Problem description → Write out again, exactly, the lines below starting at the one with "pub struct IntRect" and ending at the one with "their common line.".
::: Records to use :::
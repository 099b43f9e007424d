// Copyright 2025 Lars Brubaker
// License: MIT
//
// Edge crossings.
//
// Within a scanbeam the AEL order at the bottom is known; the order at the
// top is found by evaluating every edge at top_y. Bubble-sorting the SEL
// from one order to the other yields every crossing pair. Crossings are
// then applied bottom-up, each one swapping two adjacent AEL edges.

use super::ael::EdgeList;
use super::Clipper;
use crate::arena::NONE;
use crate::edge::{Edge, EdgeIdx, PolyType};
use crate::error::ClipError;
use crate::geom::{round, CInt, IntPoint};
use crate::winding::{own_count_qualifies, ClipType, FillRule};

#[derive(Copy, Clone, Debug)]
pub(crate) struct IntersectNode {
    pub edge1: EdgeIdx,
    pub edge2: EdgeIdx,
    pub pt: IntPoint,
}

/// Crossing point of two edges, clamped into the current scanbeam.
pub(crate) fn intersect_point(a: &Edge, b: &Edge) -> IntPoint {
    if a.dx == b.dx {
        let y = a.curr.y;
        return IntPoint::new(a.top_x(y), y);
    }

    let mut ip = IntPoint::default();
    if a.delta.x == 0 {
        ip.x = a.bot.x;
        ip.y = if b.is_horizontal() {
            b.bot.y
        } else {
            let bb = b.bot.y as f64 - b.bot.x as f64 / b.dx;
            round(ip.x as f64 / b.dx + bb)
        };
    } else if b.delta.x == 0 {
        ip.x = b.bot.x;
        ip.y = if a.is_horizontal() {
            a.bot.y
        } else {
            let ba = a.bot.y as f64 - a.bot.x as f64 / a.dx;
            round(ip.x as f64 / a.dx + ba)
        };
    } else {
        let b1 = a.bot.x as f64 - a.bot.y as f64 * a.dx;
        let b2 = b.bot.x as f64 - b.bot.y as f64 * b.dx;
        let q = (b2 - b1) / (a.dx - b.dx);
        ip.y = round(q);
        ip.x = if a.dx.abs() < b.dx.abs() { round(a.dx * q + b1) } else { round(b.dx * q + b2) };
    }

    // Rounding may push the point above either edge's top.
    if ip.y < a.top.y || ip.y < b.top.y {
        ip.y = a.top.y.max(b.top.y);
        ip.x = if a.dx.abs() < b.dx.abs() { a.top_x(ip.y) } else { b.top_x(ip.y) };
    }
    // Nor below the current sweep line.
    if ip.y > a.curr.y {
        ip.y = a.curr.y;
        ip.x = if a.dx.abs() > b.dx.abs() { b.top_x(ip.y) } else { a.top_x(ip.y) };
    }
    ip
}

impl Clipper {
    pub(super) fn process_intersections(&mut self, top_y: CInt) -> Result<(), ClipError> {
        if self.active_edges == NONE {
            return Ok(());
        }
        self.build_intersect_list(top_y);
        if self.intersections.is_empty() {
            return Ok(());
        }
        if self.intersections.len() > 1 && !self.fixup_intersection_order() {
            self.intersections.clear();
            self.sorted_edges = NONE;
            return Err(ClipError::IntersectionOrder { y: top_y });
        }
        self.process_intersect_list();
        self.sorted_edges = NONE;
        Ok(())
    }

    fn build_intersect_list(&mut self, top_y: CInt) {
        // Copy the AEL into the SEL while moving every edge to top_y.
        let mut e = self.active_edges;
        self.sorted_edges = e;
        while e != NONE {
            let x = self.edge(e).top_x(top_y);
            let edge = self.edge_mut(e);
            edge.prev_in_sel = edge.prev_in_ael;
            edge.next_in_sel = edge.next_in_ael;
            edge.curr.x = x;
            e = edge.next_in_ael;
        }

        let mut is_modified = true;
        while is_modified && self.sorted_edges != NONE {
            is_modified = false;
            e = self.sorted_edges;
            loop {
                let next = self.edge(e).next_in_sel;
                if next == NONE {
                    break;
                }
                if self.edge(e).curr.x > self.edge(next).curr.x {
                    let mut pt = intersect_point(self.edge(e), self.edge(next));
                    if pt.y < top_y {
                        pt = IntPoint::new(self.edge(e).top_x(top_y), top_y);
                    }
                    self.intersections.push(IntersectNode { edge1: e, edge2: next, pt });
                    self.swap_positions(EdgeList::Sorted, e, next);
                    is_modified = true;
                } else {
                    e = next;
                }
            }
            // The last edge is now in place; shorten the next pass.
            let prev = self.edge(e).prev_in_sel;
            if prev == NONE {
                break;
            }
            self.edge_mut(prev).next_in_sel = NONE;
        }
        self.sorted_edges = NONE;
    }

    #[inline]
    fn edges_adjacent(&self, node: &IntersectNode) -> bool {
        let e1 = self.edge(node.edge1);
        e1.next_in_sel == node.edge2 || e1.prev_in_sel == node.edge2
    }

    /// Orders crossings bottom-up so each applies to edges adjacent at that
    /// moment. Returns false when no such order exists.
    fn fixup_intersection_order(&mut self) -> bool {
        self.intersections.sort_by(|a, b| b.pt.y.cmp(&a.pt.y));
        self.copy_ael_to_sel();
        let cnt = self.intersections.len();
        for i in 0..cnt {
            if !self.edges_adjacent(&self.intersections[i]) {
                let mut j = i + 1;
                while j < cnt && !self.edges_adjacent(&self.intersections[j]) {
                    j += 1;
                }
                if j == cnt {
                    return false;
                }
                self.intersections.swap(i, j);
            }
            let node = self.intersections[i];
            self.swap_positions(EdgeList::Sorted, node.edge1, node.edge2);
        }
        true
    }

    fn process_intersect_list(&mut self) {
        let list = std::mem::take(&mut self.intersections);
        for node in &list {
            self.intersect_edges(node.edge1, node.edge2, node.pt);
            self.swap_positions_in_ael(node.edge1, node.edge2);
        }
        self.intersections = list;
        self.intersections.clear();
    }

    fn swap_sides(&mut self, e1: EdgeIdx, e2: EdgeIdx) {
        let (s1, s2) = (self.edge(e1).side, self.edge(e2).side);
        self.edge_mut(e1).side = s2;
        self.edge_mut(e2).side = s1;
    }

    fn swap_poly_indexes(&mut self, e1: EdgeIdx, e2: EdgeIdx) {
        let (o1, o2) = (self.edge(e1).out_idx, self.edge(e2).out_idx);
        self.edge_mut(e1).out_idx = o2;
        self.edge_mut(e2).out_idx = o1;
    }

    /// Applies a crossing of `e1` (left of `e2` below `pt`) and `e2` at
    /// `pt`: updates both winding counts and emits the output it implies.
    pub(super) fn intersect_edges(&mut self, e1: EdgeIdx, e2: EdgeIdx, pt: IntPoint) {
        let e1_contributing = self.edge(e1).out_idx != NONE;
        let e2_contributing = self.edge(e2).out_idx != NONE;
        let (a, b) = (self.edge(e1).clone(), self.edge(e2).clone());

        if a.wind_delta == 0 || b.wind_delta == 0 {
            self.intersect_open_edge(e1, e2, pt, e1_contributing, e2_contributing);
            return;
        }

        let rules1 = self.rules_for(a.poly_type);
        let rules2 = self.rules_for(b.poly_type);

        if a.poly_type == b.poly_type {
            if rules1.own == FillRule::EvenOdd {
                self.edge_mut(e1).wind_cnt = b.wind_cnt;
                self.edge_mut(e2).wind_cnt = a.wind_cnt;
            } else {
                self.edge_mut(e1).wind_cnt = if a.wind_cnt + b.wind_delta == 0 {
                    -a.wind_cnt
                } else {
                    a.wind_cnt + b.wind_delta
                };
                self.edge_mut(e2).wind_cnt = if b.wind_cnt - a.wind_delta == 0 {
                    -b.wind_cnt
                } else {
                    b.wind_cnt - a.wind_delta
                };
            }
        } else {
            let toggle = |c: i32| if c == 0 { 1 } else { 0 };
            self.edge_mut(e1).wind_cnt2 = if rules2.own != FillRule::EvenOdd {
                a.wind_cnt2 + b.wind_delta
            } else {
                toggle(a.wind_cnt2)
            };
            self.edge_mut(e2).wind_cnt2 = if rules1.own != FillRule::EvenOdd {
                b.wind_cnt2 - a.wind_delta
            } else {
                toggle(b.wind_cnt2)
            };
        }

        let e1_wc = rules1.own.fill_count(self.edge(e1).wind_cnt);
        let e2_wc = rules2.own.fill_count(self.edge(e2).wind_cnt);
        let on_boundary = |wc: i32| wc == 0 || wc == 1;

        if e1_contributing && e2_contributing {
            if !on_boundary(e1_wc)
                || !on_boundary(e2_wc)
                || (a.poly_type != b.poly_type && self.clip_type != ClipType::Xor)
            {
                self.add_local_max_poly(e1, e2, pt);
            } else {
                self.add_out_pt(e1, pt);
                self.add_out_pt(e2, pt);
                self.swap_sides(e1, e2);
                self.swap_poly_indexes(e1, e2);
            }
        } else if e1_contributing {
            if on_boundary(e2_wc) {
                self.add_out_pt(e1, pt);
                self.swap_sides(e1, e2);
                self.swap_poly_indexes(e1, e2);
            }
        } else if e2_contributing {
            if on_boundary(e1_wc) {
                self.add_out_pt(e2, pt);
                self.swap_sides(e1, e2);
                self.swap_poly_indexes(e1, e2);
            }
        } else if on_boundary(e1_wc) && on_boundary(e2_wc) {
            // Neither edge contributes yet; the crossing may open a new ring.
            let e1_wc2 = rules1.other.fill_count(self.edge(e1).wind_cnt2);
            let e2_wc2 = rules2.other.fill_count(self.edge(e2).wind_cnt2);

            if a.poly_type != b.poly_type {
                self.add_local_min_poly(e1, e2, pt);
            } else if e1_wc == 1 && e2_wc == 1 {
                let opens = match self.clip_type {
                    ClipType::Intersection => e1_wc2 > 0 && e2_wc2 > 0,
                    ClipType::Union => e1_wc2 <= 0 && e2_wc2 <= 0,
                    ClipType::Difference => {
                        (a.poly_type == PolyType::Clip && e1_wc2 > 0 && e2_wc2 > 0)
                            || (a.poly_type == PolyType::Subject && e1_wc2 <= 0 && e2_wc2 <= 0)
                    }
                    ClipType::Xor => true,
                };
                if opens {
                    self.add_local_min_poly(e1, e2, pt);
                }
            } else {
                self.swap_sides(e1, e2);
            }
        }
    }

    /// Whether crossing the closed edge `e` moves an open path of the other
    /// set into or out of the region it is clipped to. Under union the open
    /// path's own set must also be unfilled at the edge.
    fn bounds_clip_region(&self, e: &Edge) -> bool {
        let rules = self.rules_for(e.poly_type);
        own_count_qualifies(rules.own, e.wind_delta, e.wind_cnt)
            && (self.clip_type != ClipType::Union || !rules.other.is_filled(e.wind_cnt2))
    }

    /// Crossings involving an open path edge. Open edges never change
    /// winding counts; they only start or stop emitting.
    fn intersect_open_edge(&mut self, e1: EdgeIdx, e2: EdgeIdx, pt: IntPoint, e1_contributing: bool, e2_contributing: bool) {
        let (a, b) = (self.edge(e1).clone(), self.edge(e2).clone());
        if a.wind_delta == 0 && b.wind_delta == 0 {
            return;
        }

        if a.poly_type == b.poly_type && a.wind_delta != b.wind_delta && self.clip_type == ClipType::Union {
            if a.wind_delta == 0 {
                if e2_contributing {
                    self.add_out_pt(e1, pt);
                    if e1_contributing {
                        self.edge_mut(e1).out_idx = NONE;
                    }
                }
            } else if e1_contributing {
                self.add_out_pt(e2, pt);
                if e2_contributing {
                    self.edge_mut(e2).out_idx = NONE;
                }
            }
        } else if a.poly_type != b.poly_type {
            if a.wind_delta == 0 && self.bounds_clip_region(&b) {
                self.add_out_pt(e1, pt);
                if e1_contributing {
                    self.edge_mut(e1).out_idx = NONE;
                }
            } else if b.wind_delta == 0 && self.bounds_clip_region(&a) {
                self.add_out_pt(e2, pt);
                if e2_contributing {
                    self.edge_mut(e2).out_idx = NONE;
                }
            }
        }
    }
}

#[cfg(test)]
mod tests {
    use super::*;

    fn edge(bot: (CInt, CInt), top: (CInt, CInt)) -> Edge {
        let bot = IntPoint::new(bot.0, bot.1);
        let top = IntPoint::new(top.0, top.1);
        let delta = IntPoint::new(top.x - bot.x, top.y - bot.y);
        Edge {
            bot,
            curr: bot,
            top,
            delta,
            dx: if delta.y == 0 { crate::edge::HORIZONTAL } else { delta.x as f64 / delta.y as f64 },
            ..Edge::default()
        }
    }

    #[test]
    fn diagonals_cross_at_center() {
        let a = edge((0, 10), (10, 0));
        let b = edge((10, 10), (0, 0));
        assert_eq!(intersect_point(&a, &b), IntPoint::new(5, 5));
    }

    #[test]
    fn vertical_edge_crossing() {
        let a = edge((4, 10), (4, 0));
        let b = edge((0, 10), (10, 0));
        assert_eq!(intersect_point(&a, &b), IntPoint::new(4, 6));
        assert_eq!(intersect_point(&b, &a), IntPoint::new(4, 6));
    }

    #[test]
    fn result_is_clamped_into_scanbeam() {
        // Nearly parallel edges whose true crossing lies well below the scanbeam.
        let a = edge((0, 10), (1, 0));
        let b = edge((1, 10), (2, 1));
        let ip = intersect_point(&a, &b);
        assert!(ip.y >= a.top.y.max(b.top.y));
        assert!(ip.y <= a.curr.y);
    }
}
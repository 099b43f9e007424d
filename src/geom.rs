// Copyright 2025 Lars Brubaker
// License: MIT
//
// Integer geometry shared by the clipping engine and its utilities.
//
// Coordinates are i64. Predicates that multiply coordinate differences
// have two variants: a plain i64 path for coordinates within LO_RANGE and
// an i128 path once any input coordinate exceeds it.

pub type CInt = i64;

/// Largest magnitude for which 64-bit products of coordinate deltas cannot overflow.
pub const LO_RANGE: CInt = 0x3FFF_FFFF;
/// Largest magnitude accepted at all.
pub const HI_RANGE: CInt = 0x3FFF_FFFF_FFFF_FFFF;

#[derive(Copy, Clone, Debug, Default, PartialEq, Eq, Hash)]
pub struct IntPoint {
    pub x: CInt,
    pub y: CInt,
}

impl IntPoint {
    #[inline]
    pub const fn new(x: CInt, y: CInt) -> Self {
        IntPoint { x, y }
    }
}

impl From<(CInt, CInt)> for IntPoint {
    fn from((x, y): (CInt, CInt)) -> Self {
        IntPoint { x, y }
    }
}

pub type Path = Vec<IntPoint>;
pub type Paths = Vec<Path>;

/// Axis-aligned bounds of a path collection.
#[derive(Copy, Clone, Debug, Default, PartialEq, Eq)]
pub struct IntRect {
    pub left: CInt,
    pub top: CInt,
    pub right: CInt,
    pub bottom: CInt,
}

/// Where a point lies relative to a closed polygon.
#[derive(Copy, Clone, Debug, PartialEq, Eq)]
pub enum PointLocation {
    Outside,
    Inside,
    OnBoundary,
}

/// Builds a path from `(x, y)` tuples.
pub fn path_from(coords: &[(CInt, CInt)]) -> Path {
    coords.iter().map(|&p| IntPoint::from(p)).collect()
}

// ─────────────────────────── Range handling ───────────────────────────────────

/// Outcome of checking one point against the coordinate ranges.
#[derive(Copy, Clone, Debug, PartialEq, Eq)]
pub(crate) enum RangeCheck {
    Ok,
    NeedsFullRange,
    OutOfRange,
}

pub(crate) fn range_test(pt: IntPoint, use_full_range: bool) -> RangeCheck {
    let over = |limit: CInt| pt.x > limit || pt.y > limit || -pt.x > limit || -pt.y > limit;
    if pt.x == CInt::MIN || pt.y == CInt::MIN || over(HI_RANGE) {
        RangeCheck::OutOfRange
    } else if !use_full_range && over(LO_RANGE) {
        RangeCheck::NeedsFullRange
    } else {
        RangeCheck::Ok
    }
}

// ─────────────────────────── Slope predicates ─────────────────────────────────

#[inline]
fn cross_equal(dy1: CInt, dx2: CInt, dx1: CInt, dy2: CInt, use_full_range: bool) -> bool {
    if use_full_range {
        (dy1 as i128) * (dx2 as i128) == (dx1 as i128) * (dy2 as i128)
    } else {
        dy1 * dx2 == dx1 * dy2
    }
}

/// True when segment (pt1,pt2) and segment (pt2,pt3) have the same slope.
#[inline]
pub fn slopes_equal3(pt1: IntPoint, pt2: IntPoint, pt3: IntPoint, use_full_range: bool) -> bool {
    cross_equal(pt1.y - pt2.y, pt2.x - pt3.x, pt1.x - pt2.x, pt2.y - pt3.y, use_full_range)
}

/// True when segment (pt1,pt2) and segment (pt3,pt4) have the same slope.
#[inline]
pub fn slopes_equal4(
    pt1: IntPoint,
    pt2: IntPoint,
    pt3: IntPoint,
    pt4: IntPoint,
    use_full_range: bool,
) -> bool {
    cross_equal(pt1.y - pt2.y, pt3.x - pt4.x, pt1.x - pt2.x, pt3.y - pt4.y, use_full_range)
}

/// Same slope test on precomputed deltas (dx, dy) of two edges.
#[inline]
pub(crate) fn deltas_slopes_equal(d1: IntPoint, d2: IntPoint, use_full_range: bool) -> bool {
    cross_equal(d1.y, d2.x, d1.x, d2.y, use_full_range)
}

/// True if pt2 lies strictly between pt1 and pt3 on their common line.
pub fn pt2_is_between_pt1_and_pt3(pt1: IntPoint, pt2: IntPoint, pt3: IntPoint) -> bool {
    if pt1 == pt3 || pt1 == pt2 || pt3 == pt2 {
        false
    } else if pt1.x != pt3.x {
        (pt2.x > pt1.x) == (pt2.x < pt3.x)
    } else {
        (pt2.y > pt1.y) == (pt2.y < pt3.y)
    }
}

/// Rounds half away from zero, truncating toward zero after the shift.
#[inline]
pub(crate) fn round(value: f64) -> CInt {
    if value < 0.0 {
        (value - 0.5) as CInt
    } else {
        (value + 0.5) as CInt
    }
}

// ─────────────────────────── Polygon measures ─────────────────────────────────

/// Signed area. Positive when the path is counter-clockwise in a Y-up frame.
pub fn area(poly: &[IntPoint]) -> f64 {
    let n = poly.len();
    if n < 3 {
        return 0.0;
    }
    let mut a = 0.0;
    let mut j = n - 1;
    for i in 0..n {
        a += (poly[j].x as f64 + poly[i].x as f64) * (poly[j].y as f64 - poly[i].y as f64);
        j = i;
    }
    -a * 0.5
}

/// True for non-negative signed area.
pub fn orientation(poly: &[IntPoint]) -> bool {
    area(poly) >= 0.0
}

/// Crossing-number test shared by the path and ring forms.
///
/// `edges` yields consecutive vertex pairs covering the closed polygon.
pub(crate) fn locate_point<I>(pt: IntPoint, edges: I) -> PointLocation
where
    I: IntoIterator<Item = (IntPoint, IntPoint)>,
{
    let mut inside = false;
    for (ip, ip_next) in edges {
        if ip_next.y == pt.y
            && (ip_next.x == pt.x || (ip.y == pt.y && ((ip_next.x > pt.x) == (ip.x < pt.x))))
        {
            return PointLocation::OnBoundary;
        }
        if (ip.y < pt.y) != (ip_next.y < pt.y) {
            if ip.x >= pt.x {
                if ip_next.x > pt.x {
                    inside = !inside;
                } else {
                    let d = (ip.x - pt.x) as f64 * (ip_next.y - pt.y) as f64
                        - (ip_next.x - pt.x) as f64 * (ip.y - pt.y) as f64;
                    if d == 0.0 {
                        return PointLocation::OnBoundary;
                    }
                    if (d > 0.0) == (ip_next.y > ip.y) {
                        inside = !inside;
                    }
                }
            } else if ip_next.x > pt.x {
                let d = (ip.x - pt.x) as f64 * (ip_next.y - pt.y) as f64
                    - (ip_next.x - pt.x) as f64 * (ip.y - pt.y) as f64;
                if d == 0.0 {
                    return PointLocation::OnBoundary;
                }
                if (d > 0.0) == (ip_next.y > ip.y) {
                    inside = !inside;
                }
            }
        }
    }
    if inside {
        PointLocation::Inside
    } else {
        PointLocation::Outside
    }
}

/// Classifies `pt` against the closed polygon `path`.
/// Paths with fewer than three vertices contain nothing.
pub fn point_in_polygon(pt: IntPoint, path: &[IntPoint]) -> PointLocation {
    let n = path.len();
    if n < 3 {
        return PointLocation::Outside;
    }
    let pairs = (0..n).map(|i| (path[i], path[(i + 1) % n]));
    locate_point(pt, pairs)
}

pub fn get_bounds(paths: &[Path]) -> IntRect {
    let mut pts = paths.iter().flat_map(|p| p.iter());
    let first = match pts.next() {
        Some(p) => *p,
        None => return IntRect::default(),
    };
    let mut r = IntRect { left: first.x, top: first.y, right: first.x, bottom: first.y };
    for p in pts {
        r.left = r.left.min(p.x);
        r.right = r.right.max(p.x);
        r.top = r.top.min(p.y);
        r.bottom = r.bottom.max(p.y);
    }
    r
}

pub(crate) fn distance_sqrd(pt1: IntPoint, pt2: IntPoint) -> f64 {
    let dx = pt1.x as f64 - pt2.x as f64;
    let dy = pt1.y as f64 - pt2.y as f64;
    dx * dx + dy * dy
}

/// Squared perpendicular distance from `pt` to the line through ln1 and ln2.
pub(crate) fn distance_from_line_sqrd(pt: IntPoint, ln1: IntPoint, ln2: IntPoint) -> f64 {
    let a = (ln1.y - ln2.y) as f64;
    let b = (ln2.x - ln1.x) as f64;
    let c = a * ln1.x as f64 + b * ln1.y as f64;
    let c = a * pt.x as f64 + b * pt.y as f64 - c;
    (c * c) / (a * a + b * b)
}

/// Whether the middle point of the three (by extent) lies within `dist_sqrd` of the
/// line through the other two.
pub(crate) fn slopes_near_collinear(pt1: IntPoint, pt2: IntPoint, pt3: IntPoint, dist_sqrd: f64) -> bool {
    if (pt1.x - pt2.x).abs() > (pt1.y - pt2.y).abs() {
        if (pt1.x > pt2.x) == (pt1.x < pt3.x) {
            distance_from_line_sqrd(pt1, pt2, pt3) < dist_sqrd
        } else if (pt2.x > pt1.x) == (pt2.x < pt3.x) {
            distance_from_line_sqrd(pt2, pt1, pt3) < dist_sqrd
        } else {
            distance_from_line_sqrd(pt3, pt1, pt2) < dist_sqrd
        }
    } else if (pt1.y > pt2.y) == (pt1.y < pt3.y) {
        distance_from_line_sqrd(pt1, pt2, pt3) < dist_sqrd
    } else if (pt2.y > pt1.y) == (pt2.y < pt3.y) {
        distance_from_line_sqrd(pt2, pt1, pt3) < dist_sqrd
    } else {
        distance_from_line_sqrd(pt3, pt1, pt2) < dist_sqrd
    }
}

#[inline]
pub(crate) fn points_are_close(pt1: IntPoint, pt2: IntPoint, dist_sqrd: f64) -> bool {
    distance_sqrd(pt1, pt2) <= dist_sqrd
}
:::
Answer →
pub struct IntRect {
    pub left: CInt,
    pub top: CInt,
    pub right: CInt,
    pub bottom: CInt,
}

/// Where a point lies relative to a closed polygon.
#[derive(Copy, Clone, Debug, PartialEq, Eq)]
pub enum PointLocation {
    Outside,
    Inside,
    OnBoundary,
}

/// Builds a path from `(x, y)` tuples.
pub fn path_from(coords: &[(CInt, CInt)]) -> Path {
    coords.iter().map(|&p| IntPoint::from(p)).collect()
}

// ─────────────────────────── Range handling ───────────────────────────────────

/// Outcome of checking one point against the coordinate ranges.
#[derive(Copy, Clone, Debug, PartialEq, Eq)]
pub(crate) enum RangeCheck {
    Ok,
    NeedsFullRange,
    OutOfRange,
}

pub(crate) fn range_test(pt: IntPoint, use_full_range: bool) -> RangeCheck {
    let over = |limit: CInt| pt.x > limit || pt.y > limit || -pt.x > limit || -pt.y > limit;
    if pt.x == CInt::MIN || pt.y == CInt::MIN || over(HI_RANGE) {
        RangeCheck::OutOfRange
    } else if !use_full_range && over(LO_RANGE) {
        RangeCheck::NeedsFullRange
    } else {
        RangeCheck::Ok
    }
}

// ─────────────────────────── Slope predicates ─────────────────────────────────

#[inline]
fn cross_equal(dy1: CInt, dx2: CInt, dx1: CInt, dy2: CInt, use_full_range: bool) -> bool {
    if use_full_range {
        (dy1 as i128) * (dx2 as i128) == (dx1 as i128) * (dy2 as i128)
    } else {
        dy1 * dx2 == dx1 * dy2
    }
}

/// True when segment (pt1,pt2) and segment (pt2,pt3) have the same slope.
#[inline]
pub fn slopes_equal3(pt1: IntPoint, pt2: IntPoint, pt3: IntPoint, use_full_range: bool) -> bool {
    cross_equal(pt1.y - pt2.y, pt2.x - pt3.x, pt1.x - pt2.x, pt2.y - pt3.y, use_full_range)
}

/// True when segment (pt1,pt2) and segment (pt3,pt4) have the same slope.
#[inline]
pub fn slopes_equal4(
    pt1: IntPoint,
    pt2: IntPoint,
    pt3: IntPoint,
    pt4: IntPoint,
    use_full_range: bool,
) -> bool {
    cross_equal(pt1.y - pt2.y, pt3.x - pt4.x, pt1.x - pt2.x, pt3.y - pt4.y, use_full_range)
}

/// Same slope test on precomputed deltas (dx, dy) of two edges.
#[inline]
pub(crate) fn deltas_slopes_equal(d1: IntPoint, d2: IntPoint, use_full_range: bool) -> bool {
    cross_equal(d1.y, d2.x, d1.x, d2.y, use_full_range)
}

/// True if pt2 lies strictly between pt1 and pt3 on their common line.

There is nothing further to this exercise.